Kim, who has permanent residency, was told she had to wait in line with foreign visitors without visas. She waited for an hour before being told by a different employee that she could enter a separate, shorter line for permanent residents.

There were only a few staff members at the front of the queue, so “when you were at the very back it felt like we were left stranded, and we really had no idea what was going on,” she added.

“It was very surprising, especially because Japanese airports are so efficient and systematic.”

Later this year, Narita will be introducing new machines that will scan the faces of Japanese and collate the scanned information with their passports to speed up the immigration process.
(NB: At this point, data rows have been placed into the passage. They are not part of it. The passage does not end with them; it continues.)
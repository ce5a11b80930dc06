//! Retry policy: a pure decision procedure mapping a close cause and an
//! attempt counter to an optional backoff delay.

use std::fmt;
use std::sync::Arc;
use std::time::Duration;

use rand::Rng as _;

use crate::close::{CloseCode, CloseReason};

/// Predicate that vetoes reconnection for specific close causes.
pub type RetryFilter = Arc<dyn Fn(CloseCode, &CloseReason) -> bool + Send + Sync>;

/// Backoff family used to space reconnection attempts.
#[non_exhaustive]
#[derive(Debug, Clone, Copy, PartialEq)]
pub enum Backoff {
    /// Delay grows linearly: `scale * attempt` seconds.
    Linear {
        /// Seconds added per attempt.
        scale: f64,
    },
    /// Every attempt waits the same interval.
    Equal {
        /// Fixed delay between attempts.
        interval: Duration,
    },
    /// Delay drawn uniformly from `[min, max]` for every attempt.
    Random {
        /// Lower bound.
        min: Duration,
        /// Upper bound.
        max: Duration,
    },
    /// Delay grows geometrically: `scale * base^attempt` seconds.
    Exponential {
        /// Growth factor per attempt.
        base: f64,
        /// Seconds multiplier.
        scale: f64,
    },
}

impl Backoff {
    fn delay(&self, attempt: u32) -> Duration {
        match *self {
            Backoff::Linear { scale } => secs(scale * f64::from(attempt)),
            Backoff::Equal { interval } => interval,
            Backoff::Random { min, max } => {
                if max <= min {
                    return min;
                }
                let span = rand::rng().random_range(min.as_secs_f64()..=max.as_secs_f64());
                secs(span)
            }
            Backoff::Exponential { base, scale } => secs(scale * base.powf(f64::from(attempt))),
        }
    }
}

fn secs(value: f64) -> Duration {
    Duration::from_secs_f64(value.max(0.0))
}

/// Decides whether (and after which delay) a dropped connection is reopened.
///
/// `limits` counts attempts inclusively: attempt `limits + 1` is refused.
/// The optional filter runs first and vetoes retrying when it returns `true`.
///
/// # Example
///
/// ```
/// use std::time::Duration;
/// use ws_warden::{Backoff, CloseCode, CloseReason, RetryPolicy};
///
/// let policy = RetryPolicy::new(Backoff::Linear { scale: 0.5 }, 3)
///     .with_filter(|code, _| code.raw_value() > 4000);
///
/// let reason = CloseReason::Server(Vec::new());
/// assert_eq!(
///     policy.retry(CloseCode::AbnormalClosure, &reason, 1),
///     Some(Duration::from_millis(500)),
/// );
/// assert_eq!(policy.retry(CloseCode::Application(4500), &reason, 1), None);
/// ```
#[derive(Clone)]
pub struct RetryPolicy {
    backoff: Backoff,
    limits: u32,
    filter: Option<RetryFilter>,
}

impl RetryPolicy {
    /// Create a policy allowing up to `limits` attempts spaced by `backoff`.
    #[must_use]
    pub fn new(backoff: Backoff, limits: u32) -> Self {
        Self {
            backoff,
            limits,
            filter: None,
        }
    }

    /// Veto retrying for close causes matched by `filter`.
    #[must_use]
    pub fn with_filter(
        mut self,
        filter: impl Fn(CloseCode, &CloseReason) -> bool + Send + Sync + 'static,
    ) -> Self {
        self.filter = Some(Arc::new(filter));
        self
    }

    /// The configured attempt ceiling.
    #[must_use]
    pub fn limits(&self) -> u32 {
        self.limits
    }

    /// Decide on attempt number `attempt` (starting at 1) for a close with
    /// the given code and cause. `None` means "do not retry".
    #[must_use]
    pub fn retry(&self, code: CloseCode, reason: &CloseReason, attempt: u32) -> Option<Duration> {
        if let Some(filter) = &self.filter
            && filter(code, reason)
        {
            return None;
        }
        if attempt > self.limits {
            return None;
        }
        Some(self.backoff.delay(attempt))
    }
}

impl fmt::Debug for RetryPolicy {
    fn fmt(&self, f: &mut fmt::Formatter<'_>) -> fmt::Result {
        f.debug_struct("RetryPolicy")
            .field("backoff", &self.backoff)
            .field("limits", &self.limits)
            .field("filter", &self.filter.as_ref().map(|_| "<filter>"))
            .finish()
    }
}

#[cfg(test)]
mod tests {
    use super::*;

    fn server_reason() -> CloseReason {
        CloseReason::Server(Vec::new())
    }

    #[test]
    fn linear_backoff_until_limit() {
        let policy = RetryPolicy::new(Backoff::Linear { scale: 0.5 }, 3);
        let reason = server_reason();

        let delays: Vec<_> = (1..=4)
            .map(|attempt| policy.retry(CloseCode::AbnormalClosure, &reason, attempt))
            .collect();

        assert_eq!(
            delays,
            vec![
                Some(Duration::from_millis(500)),
                Some(Duration::from_secs(1)),
                Some(Duration::from_millis(1500)),
                None,
            ]
        );
    }

    #[test]
    fn exponential_backoff_sequence() {
        let policy = RetryPolicy::new(
            Backoff::Exponential {
                base: 2.0,
                scale: 0.25,
            },
            5,
        );
        let reason = server_reason();

        let delays: Vec<_> = (1..=5)
            .map(|attempt| {
                policy
                    .retry(CloseCode::AbnormalClosure, &reason, attempt)
                    .unwrap()
                    .as_secs_f64()
            })
            .collect();

        assert_eq!(delays, vec![0.5, 1.0, 2.0, 4.0, 8.0]);
    }

    #[test]
    fn equal_backoff_is_constant() {
        let policy = RetryPolicy::new(
            Backoff::Equal {
                interval: Duration::from_secs(2),
            },
            10,
        );
        let reason = server_reason();

        for attempt in 1..=10 {
            assert_eq!(
                policy.retry(CloseCode::GoingAway, &reason, attempt),
                Some(Duration::from_secs(2)),
            );
        }
    }

    #[test]
    fn random_backoff_stays_in_bounds() {
        let min = Duration::from_millis(100);
        let max = Duration::from_millis(400);
        let policy = RetryPolicy::new(Backoff::Random { min, max }, 100);
        let reason = server_reason();

        for attempt in 1..=100 {
            let delay = policy
                .retry(CloseCode::AbnormalClosure, &reason, attempt)
                .unwrap();
            assert!(delay >= min && delay <= max, "delay {delay:?} out of bounds");
        }
    }

    #[test]
    fn random_backoff_degenerate_range() {
        let min = Duration::from_millis(250);
        let policy = RetryPolicy::new(Backoff::Random { min, max: min }, 1);
        assert_eq!(
            policy.retry(CloseCode::AbnormalClosure, &server_reason(), 1),
            Some(min),
        );
    }

    #[test]
    fn filter_rejects_application_close() {
        let policy = RetryPolicy::new(
            Backoff::Equal {
                interval: Duration::from_secs(1),
            },
            5,
        )
        .with_filter(|code, _| code.raw_value() > 4000);

        let reason = server_reason();
        assert_eq!(policy.retry(CloseCode::Application(4500), &reason, 1), None);
        assert!(
            policy
                .retry(CloseCode::Application(4000), &reason, 1)
                .is_some()
        );
    }

    #[test]
    fn filter_sees_the_close_reason() {
        let policy = RetryPolicy::new(
            Backoff::Equal {
                interval: Duration::from_secs(1),
            },
            5,
        )
        .with_filter(|_, reason| matches!(reason, CloseReason::Pinging));

        assert_eq!(
            policy.retry(CloseCode::Invalid, &CloseReason::Pinging, 1),
            None
        );
        assert!(
            policy
                .retry(CloseCode::Invalid, &CloseReason::Monitor, 1)
                .is_some()
        );
    }

    #[test]
    fn attempts_beyond_limit_are_refused() {
        let policy = RetryPolicy::new(Backoff::Linear { scale: 1.0 }, 0);
        assert_eq!(
            policy.retry(CloseCode::AbnormalClosure, &server_reason(), 1),
            None
        );
    }
}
Maeda hopes the automation of the immigration process for Japanese nationals will open up more immigration booths for foreign visitors, thereby speeding up the process overall.

International arrivals and departures at Narita airport hit an all-time high in 2017 with 251,639 flights.

The number of foreign travelers who entered Japan through the airport also set a new high at 15,514,180, up 11 percent from the previous year.

The bureau claimed it has stepped up efforts to create a smoother immigration process, but its attempts have not been able to catch up with the increasing number of visitors.

“This happened on a normal day,” said Kim, who ended up waiting for about an hour and a half to get through immigration. “What will happen at the Olympics?”